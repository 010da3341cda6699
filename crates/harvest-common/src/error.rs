//! Error types shared by the harvesting crates.

use thiserror::Error;

use crate::time::TimeParseError;

/// Result type alias using HarvestError.
pub type HarvestResult<T> = Result<T, HarvestError>;

/// Primary error type for configuration and shared utilities.
#[derive(Debug, Error)]
pub enum HarvestError {
    #[error("Failed to read config {path}: {message}")]
    ConfigRead { path: String, message: String },

    #[error("Invalid configuration: {0}")]
    InvalidConfig(String),

    #[error(transparent)]
    InvalidTime(#[from] TimeParseError),

    #[error("I/O error: {0}")]
    Io(#[from] std::io::Error),

    #[error("JSON error: {0}")]
    Json(#[from] serde_json::Error),
}
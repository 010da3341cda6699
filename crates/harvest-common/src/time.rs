//! Time handling utilities for catalog timestamps and index documents.
//!
//! Every timestamp that leaves the engine is written in the index wire format
//! (`%Y-%m-%dT%H:%M:%SZ`, whole seconds, UTC). Catalog feeds may carry
//! nanosecond fractions which are dropped before parsing.

use std::borrow::Cow;
use std::time::SystemTime;

use chrono::{DateTime, NaiveDate, NaiveDateTime, TimeZone, Utc};
use serde::{Deserialize, Serialize};

/// Timestamp format used by the metadata index.
pub const WIRE_FORMAT: &str = "%Y-%m-%dT%H:%M:%SZ";

/// Compact form used in harvester configs, e.g. `19920101T00:00:01Z`.
pub const COMPACT_FORMAT: &str = "%Y%m%dT%H:%M:%SZ";

/// Length of `YYYY-MM-DDTHH:MM:SS`.
const SECONDS_PREFIX_LEN: usize = 19;

#[derive(Debug, Clone, PartialEq, Eq, thiserror::Error)]
pub enum TimeParseError {
    #[error("Invalid time format: {value} (expected {pattern})")]
    InvalidFormat { value: String, pattern: String },
}

/// Drop any sub-second fraction from an ISO-like timestamp.
///
/// `2020-01-01T00:00:00.123456789Z` becomes `2020-01-01T00:00:00Z`. Strings
/// that are already at most 19 characters are returned untouched.
pub fn truncate_fraction(value: &str) -> Cow<'_, str> {
    match value.get(..SECONDS_PREFIX_LEN) {
        Some(prefix) if value.len() > SECONDS_PREFIX_LEN => Cow::Owned(format!("{}Z", prefix)),
        _ => Cow::Borrowed(value),
    }
}

/// Parse a timestamp with a strftime-style pattern after truncating fractions.
pub fn parse_timestamp(value: &str, pattern: &str) -> Result<DateTime<Utc>, TimeParseError> {
    let trimmed = truncate_fraction(value.trim());
    NaiveDateTime::parse_from_str(&trimmed, pattern)
        .map(|ndt| Utc.from_utc_datetime(&ndt))
        .map_err(|_| TimeParseError::InvalidFormat {
            value: value.to_string(),
            pattern: pattern.to_string(),
        })
}

/// Parse a timestamp stored in the index wire format.
pub fn parse_wire(value: &str) -> Result<DateTime<Utc>, TimeParseError> {
    parse_timestamp(value, WIRE_FORMAT)
}

/// Format a timestamp in the index wire format.
pub fn format_wire(dt: &DateTime<Utc>) -> String {
    dt.format(WIRE_FORMAT).to_string()
}

/// Eight digit `YYYYMMDD` stamp used in split granule names.
pub fn day_stamp(dt: &DateTime<Utc>) -> String {
    dt.format("%Y%m%d").to_string()
}

/// Parse a configured window boundary.
///
/// Accepts the compact harvester form, RFC 3339, the wire format and bare dates.
pub fn parse_config_time(value: &str) -> Result<DateTime<Utc>, TimeParseError> {
    let value = value.trim();

    if let Ok(dt) = parse_timestamp(value, COMPACT_FORMAT) {
        return Ok(dt);
    }

    if let Ok(dt) = DateTime::parse_from_rfc3339(value) {
        return Ok(dt.with_timezone(&Utc));
    }

    if let Ok(dt) = parse_wire(value) {
        return Ok(dt);
    }

    for pattern in ["%Y%m%d", "%Y-%m-%d"] {
        if let Ok(date) = NaiveDate::parse_from_str(value, pattern) {
            if let Some(ndt) = date.and_hms_opt(0, 0, 0) {
                return Ok(Utc.from_utc_datetime(&ndt));
            }
        }
    }

    Err(TimeParseError::InvalidFormat {
        value: value.to_string(),
        pattern: COMPACT_FORMAT.to_string(),
    })
}

/// Convert a filesystem timestamp to UTC.
pub fn from_system_time(time: SystemTime) -> DateTime<Utc> {
    DateTime::<Utc>::from(time)
}

/// The configured harvest window.
#[derive(Debug, Clone, Copy, PartialEq, Eq, Serialize, Deserialize)]
pub struct TimeWindow {
    pub start: DateTime<Utc>,
    pub end: DateTime<Utc>,
}

impl TimeWindow {
    pub fn new(start: DateTime<Utc>, end: DateTime<Utc>) -> Self {
        Self { start, end }
    }

    /// True when `dt` is strictly earlier than the window start.
    pub fn starts_after(&self, dt: &DateTime<Utc>) -> bool {
        dt < &self.start
    }

    /// Day-precision inclusive containment, used when splitting aggregates.
    pub fn contains_day(&self, dt: &DateTime<Utc>) -> bool {
        let day = dt.date_naive();
        self.start.date_naive() <= day && day <= self.end.date_naive()
    }
}

/// Serde adapters for wire-format timestamps read back from the index.
pub mod wire_time {
    use chrono::{DateTime, Utc};
    use serde::{Deserialize, Deserializer};

    /// Optional timestamp. Values written by other tools may not parse;
    /// those are treated as absent rather than failing the whole document.
    pub fn lenient<'de, D: Deserializer<'de>>(
        deserializer: D,
    ) -> Result<Option<DateTime<Utc>>, D::Error> {
        let raw = Option::<String>::deserialize(deserializer)?;
        Ok(raw.and_then(|value| super::parse_wire(&value).ok()))
    }
}
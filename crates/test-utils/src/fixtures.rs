//! Dataset configuration fixtures.

use std::path::{Path, PathBuf};

use chrono::{DateTime, TimeZone, Utc};
use harvest_common::{DatasetConfig, FieldDescriptor};

/// Catalog host used by fixtures.
pub const FIXTURE_HOST: &str =
    "https://podaac.example.org/ws/search/granule/?format=atom&sortBy=timeAsc&itemsPerPage=300";

/// Midnight UTC on the given day.
pub fn utc_day(year: i32, month: u32, day: u32) -> DateTime<Utc> {
    Utc.with_ymd_and_hms(year, month, day, 0, 0, 0)
        .single()
        .unwrap_or_else(|| panic!("invalid fixture date {}-{}-{}", year, month, day))
}

/// Builder for [`DatasetConfig`] values used in tests.
#[derive(Debug, Clone)]
pub struct DatasetFixture {
    ds_name: String,
    short_name: String,
    start: String,
    end: String,
    aggregated: bool,
    target_dir: PathBuf,
    scratch_dir: Option<PathBuf>,
    fields: Vec<FieldDescriptor>,
}

impl DatasetFixture {
    /// Non-aggregated dataset covering 2020.
    pub fn new(target_dir: &Path) -> Self {
        Self {
            ds_name: "SMAP_RSS_L3_SSS_SMI_8DAY".to_string(),
            short_name: "SMAP_L3_SSS".to_string(),
            start: "20200101T00:00:00Z".to_string(),
            end: "20201231T23:59:59Z".to_string(),
            aggregated: false,
            target_dir: target_dir.to_path_buf(),
            scratch_dir: None,
            fields: vec![FieldDescriptor {
                name: "sss_smap".to_string(),
                long_name: "SMAP sea surface salinity".to_string(),
                standard_name: "sea_surface_salinity".to_string(),
                units: "1e-3".to_string(),
            }],
        }
    }

    pub fn name(mut self, ds_name: &str) -> Self {
        self.ds_name = ds_name.to_string();
        self
    }

    pub fn window(mut self, start: &str, end: &str) -> Self {
        self.start = start.to_string();
        self.end = end.to_string();
        self
    }

    pub fn aggregated(mut self, aggregated: bool) -> Self {
        self.aggregated = aggregated;
        self
    }

    pub fn scratch_dir(mut self, dir: &Path) -> Self {
        self.scratch_dir = Some(dir.to_path_buf());
        self
    }

    pub fn build(self) -> DatasetConfig {
        DatasetConfig {
            ds_name: self.ds_name,
            short_name: self.short_name,
            host: FIXTURE_HOST.to_string(),
            podaac_id: "PODAAC-SMP3L-8DOS4".to_string(),
            start: self.start,
            end: self.end,
            aggregated: self.aggregated,
            date_regex: "%Y-%m-%dT%H:%M:%SZ".to_string(),
            target_dir: self.target_dir,
            scratch_dir: self.scratch_dir,
            solr_collection_name: "ecco_datasets".to_string(),
            data_time_scale: "daily".to_string(),
            date_format: "yyyymmdd".to_string(),
            original_dataset_title: "RSS SMAP Level 3 Sea Surface Salinity".to_string(),
            original_dataset_short_name: "SMAP_RSS_L3_SSS_SMI_8DAY-RUNNINGMEAN_V4".to_string(),
            original_dataset_url: "https://podaac.jpl.nasa.gov/dataset/SMAP_RSS_L3_SSS".to_string(),
            original_dataset_reference: "Meissner et al.".to_string(),
            original_dataset_doi: "10.5067/SMP40-3SPCS".to_string(),
            fields: self.fields,
        }
    }
}

#[cfg(test)]
mod tests {
    use super::*;

    #[test]
    fn test_fixture_is_valid() {
        let config = DatasetFixture::new(Path::new("/tmp/target")).build();
        assert!(config.validate().is_ok());
        assert!(!config.aggregated);
    }

    #[test]
    fn test_utc_day() {
        assert_eq!(utc_day(2020, 1, 2).to_rfc3339(), "2020-01-02T00:00:00+00:00");
    }
}
//! Object storage interface for harvested files (S3 compatible).

use std::path::Path as LocalPath;
use std::sync::Arc;

use async_trait::async_trait;
use bytes::Bytes;
use object_store::{aws::AmazonS3Builder, path::Path, ObjectStore};
use serde::{Deserialize, Serialize};
use tracing::{debug, instrument};

use crate::error::{StorageError, StorageResult};

/// Upload seam used by the harvest pipeline.
#[async_trait]
pub trait ObjectUploader: Send + Sync {
    /// Upload a local file under `key` and return its `scheme://bucket/key` URI.
    async fn upload(&self, local_path: &LocalPath, key: &str) -> StorageResult<String>;
}

/// Configuration for object storage connection.
#[derive(Debug, Clone, Serialize, Deserialize)]
pub struct ObjectStorageConfig {
    /// Custom S3 endpoint (MinIO etc.), AWS when unset
    pub endpoint: Option<String>,
    /// Bucket name
    pub bucket: String,
    /// Access key ID, falls back to the AWS environment when unset
    pub access_key_id: Option<String>,
    /// Secret access key
    pub secret_access_key: Option<String>,
    /// AWS region
    pub region: String,
    /// Allow HTTP (for local MinIO)
    pub allow_http: bool,
}

impl ObjectStorageConfig {
    pub fn for_bucket(bucket: impl Into<String>) -> Self {
        Self {
            endpoint: None,
            bucket: bucket.into(),
            access_key_id: None,
            secret_access_key: None,
            region: "us-west-2".to_string(),
            allow_http: false,
        }
    }
}

/// Object storage client for harvested granules.
pub struct ObjectStorage {
    store: Arc<dyn ObjectStore>,
    bucket: String,
}

impl ObjectStorage {
    /// Create a new object storage client from config.
    pub fn new(config: &ObjectStorageConfig) -> StorageResult<Self> {
        if config.bucket.trim().is_empty() {
            return Err(StorageError::Config("bucket name is empty".to_string()));
        }

        let mut builder = AmazonS3Builder::from_env()
            .with_bucket_name(&config.bucket)
            .with_region(&config.region);

        if let Some(endpoint) = &config.endpoint {
            builder = builder.with_endpoint(endpoint);
        }
        if let Some(key) = &config.access_key_id {
            builder = builder.with_access_key_id(key);
        }
        if let Some(secret) = &config.secret_access_key {
            builder = builder.with_secret_access_key(secret);
        }
        if config.allow_http {
            builder = builder.with_allow_http(true);
        }

        let store = builder
            .build()
            .map_err(|e| StorageError::Config(format!("Failed to create S3 client: {}", e)))?;

        Ok(Self::with_store(Arc::new(store), &config.bucket))
    }

    /// Wrap an existing store (in-memory stores in tests).
    pub fn with_store(store: Arc<dyn ObjectStore>, bucket: &str) -> Self {
        Self {
            store,
            bucket: bucket.to_string(),
        }
    }

    /// URI recorded in harvest documents for an uploaded key.
    pub fn uri_for(&self, key: &str) -> String {
        format!("s3://{}/{}", self.bucket, key)
    }

    /// Write bytes to a path in the bucket.
    #[instrument(skip(self, data), fields(bucket = %self.bucket, path = %path))]
    pub async fn put(&self, path: &str, data: Bytes) -> StorageResult<()> {
        let location = Path::from(path);
        debug!(size = data.len(), "Writing object");

        self.store
            .put(&location, data.into())
            .await
            .map_err(|e| StorageError::ObjectStore(format!("Failed to write {}: {}", path, e)))?;

        Ok(())
    }

    /// Read bytes from a path.
    #[instrument(skip(self), fields(bucket = %self.bucket, path = %path))]
    pub async fn get(&self, path: &str) -> StorageResult<Bytes> {
        let location = Path::from(path);

        let result = self
            .store
            .get(&location)
            .await
            .map_err(|e| StorageError::ObjectStore(format!("Failed to read {}: {}", path, e)))?;

        let bytes = result
            .bytes()
            .await
            .map_err(|e| StorageError::ObjectStore(format!("Failed to read bytes: {}", e)))?;

        debug!(size = bytes.len(), "Read object");
        Ok(bytes)
    }
}

#[async_trait]
impl ObjectUploader for ObjectStorage {
    #[instrument(skip(self), fields(bucket = %self.bucket, local = %local_path.display()))]
    async fn upload(&self, local_path: &LocalPath, key: &str) -> StorageResult<String> {
        let data = tokio::fs::read(local_path).await?;
        self.put(key, Bytes::from(data)).await?;
        Ok(self.uri_for(key))
    }
}

#[cfg(test)]
mod tests {
    use super::*;
    use object_store::memory::InMemory;

    #[test]
    fn test_uri_for_key() {
        let storage = ObjectStorage::with_store(Arc::new(InMemory::new()), "ecco-harvest");
        assert_eq!(
            storage.uri_for("SMAP/sss_20200101.nc"),
            "s3://ecco-harvest/SMAP/sss_20200101.nc"
        );
    }

    #[test]
    fn test_rejects_empty_bucket() {
        let config = ObjectStorageConfig::for_bucket("  ");
        assert!(matches!(ObjectStorage::new(&config), Err(StorageError::Config(_))));
    }

    #[tokio::test]
    async fn test_upload_local_file() {
        let dir = tempfile::tempdir().unwrap();
        let local = dir.path().join("granule.nc");
        std::fs::write(&local, b"netcdf bytes").unwrap();

        let storage = ObjectStorage::with_store(Arc::new(InMemory::new()), "bucket");
        let uri = tokio_test::assert_ok!(storage.upload(&local, "ds/granule.nc").await);

        assert_eq!(uri, "s3://bucket/ds/granule.nc");
        assert_eq!(
            storage.get("ds/granule.nc").await.unwrap(),
            Bytes::from_static(b"netcdf bytes")
        );
    }

    #[tokio::test]
    async fn test_upload_missing_file_fails() {
        let dir = tempfile::tempdir().unwrap();
        let storage = ObjectStorage::with_store(Arc::new(InMemory::new()), "bucket");
        let err = tokio_test::assert_err!(
            storage
                .upload(&dir.path().join("missing.nc"), "ds/missing.nc")
                .await
        );
        assert!(matches!(err, StorageError::LocalRead(_)));
    }
}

= = = =

WHAT IS NEEDED: Show each line from the material above where the string "StorageResult" can be found.

REPLY:
use crate::error::{StorageError, StorageResult};
    async fn upload(&self, local_path: &LocalPath, key: &str) -> StorageResult<String>;
    pub fn new(config: &ObjectStorageConfig) -> StorageResult<Self> {
    pub async fn put(&self, path: &str, data: Bytes) -> StorageResult<()> {
    pub async fn get(&self, path: &str) -> StorageResult<Bytes> {
    async fn upload(&self, local_path: &LocalPath, key: &str) -> StorageResult<String> {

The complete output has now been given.